What to produce:
Would you copy only the lines below, beginning with the one that contains "pub fn load()" and running through the last entry line?

[Collected data entries]
- - - - -

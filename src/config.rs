//! Application configuration management.
//!
//! This module handles loading and saving the client configuration,
//! which covers the backend base URL and the last email used to log in.
//!
//! Configuration is stored at `~/.config/leaguedesk/config.json`; the
//! base URL can be overridden with the `LEAGUEDESK_API_URL` environment
//! variable (a `.env` file is honored).

use std::path::PathBuf;

use anyhow::Result;
use serde::{Deserialize, Serialize};

/// Application name used for config/cache directory paths
const APP_NAME: &str = "leaguedesk";

/// Config file name
const CONFIG_FILE: &str = "config.json";

/// Environment variable overriding the backend base URL
const API_URL_ENV: &str = "LEAGUEDESK_API_URL";

/// Production backend
const DEFAULT_API_URL: &str = "https://api.leaguedesk.app";

#[derive(Debug, Clone, Serialize, Deserialize, Default)]
pub struct Config {
    pub api_base_url: Option<String>,
    pub last_email: Option<String>,
}

impl Config {
    pub fn load() -> Result<Self> {
        // Load .env file if present (silently ignore if not found)
        let _ = dotenvy::dotenv();

        let path = Self::config_path()?;
        if path.exists() {
            let contents = std::fs::read_to_string(&path)?;
            Ok(serde_json::from_str(&contents)?)
        } else {
            Ok(Self::default())
        }
    }

    pub fn save(&self) -> Result<()> {
        let path = Self::config_path()?;
        if let Some(parent) = path.parent() {
            std::fs::create_dir_all(parent)?;
        }
        let contents = serde_json::to_string_pretty(self)?;
        std::fs::write(path, contents)?;
        Ok(())
    }

    fn config_path() -> Result<PathBuf> {
        let config_dir = dirs::config_dir()
            .ok_or_else(|| anyhow::anyhow!("Could not find config directory"))?;
        Ok(config_dir.join(APP_NAME).join(CONFIG_FILE))
    }

    /// Backend base URL: explicit config wins, then the environment,
    /// then the production default.
    pub fn api_base_url(&self) -> String {
        if let Some(url) = &self.api_base_url {
            return url.clone();
        }
        std::env::var(API_URL_ENV).unwrap_or_else(|_| DEFAULT_API_URL.to_string())
    }

    /// Directory for locally persisted state (session file).
    pub fn cache_dir(&self) -> Result<PathBuf> {
        let cache_dir = dirs::cache_dir()
            .ok_or_else(|| anyhow::anyhow!("Could not find cache directory"))?;
        Ok(cache_dir.join(APP_NAME))
    }
}

#[cfg(test)]
mod tests {
    use super::*;

    #[test]
    fn test_explicit_base_url_wins() {
        let config = Config {
            api_base_url: Some("http://localhost:4000".into()),
            last_email: None,
        };
        assert_eq!(config.api_base_url(), "http://localhost:4000");
    }
}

- - - - -

The answer:
    pub fn load() -> Result<Self> {
        // Load .env file if present (silently ignore if not found)
        let _ = dotenvy::dotenv();

        let path = Self::config_path()?;
        if path.exists() {
            let contents = std::fs::read_to_string(&path)?;
            Ok(serde_json::from_str(&contents)?)
        } else {
            Ok(Self::default())
        }
    }

    pub fn save(&self) -> Result<()> {
        let path = Self::config_path()?;
        if let Some(parent) = path.parent() {
            std::fs::create_dir_all(parent)?;
        }
        let contents = serde_json::to_string_pretty(self)?;
        std::fs::write(path, contents)?;
        Ok(())
    }

    fn config_path() -> Result<PathBuf> {
        let config_dir = dirs::config_dir()
            .ok_or_else(|| anyhow::anyhow!("Could not find config directory"))?;
        Ok(config_dir.join(APP_NAME).join(CONFIG_FILE))
    }

    /// Backend base URL: explicit config wins, then the environment,
    /// then the production default.
    pub fn api_base_url(&self) -> String {
        if let Some(url) = &self.api_base_url {
            return url.clone();
        }
        std::env::var(API_URL_ENV).unwrap_or_else(|_| DEFAULT_API_URL.to_string())
    }

    /// Directory for locally persisted state (session file).
    pub fn cache_dir(&self) -> Result<PathBuf> {
        let cache_dir = dirs::cache_dir()
            .ok_or_else(|| anyhow::anyhow!("Could not find cache directory"))?;
        Ok(cache_dir.join(APP_NAME))
    }
}

#[cfg(test)]
mod tests {
    use super::*;

    #[test]
    fn test_explicit_base_url_wins() {
        let config = Config {
            api_base_url: Some("http://localhost:4000".into()),
            last_email: None,
        };
        assert_eq!(config.api_base_url(), "http://localhost:4000");
    }
}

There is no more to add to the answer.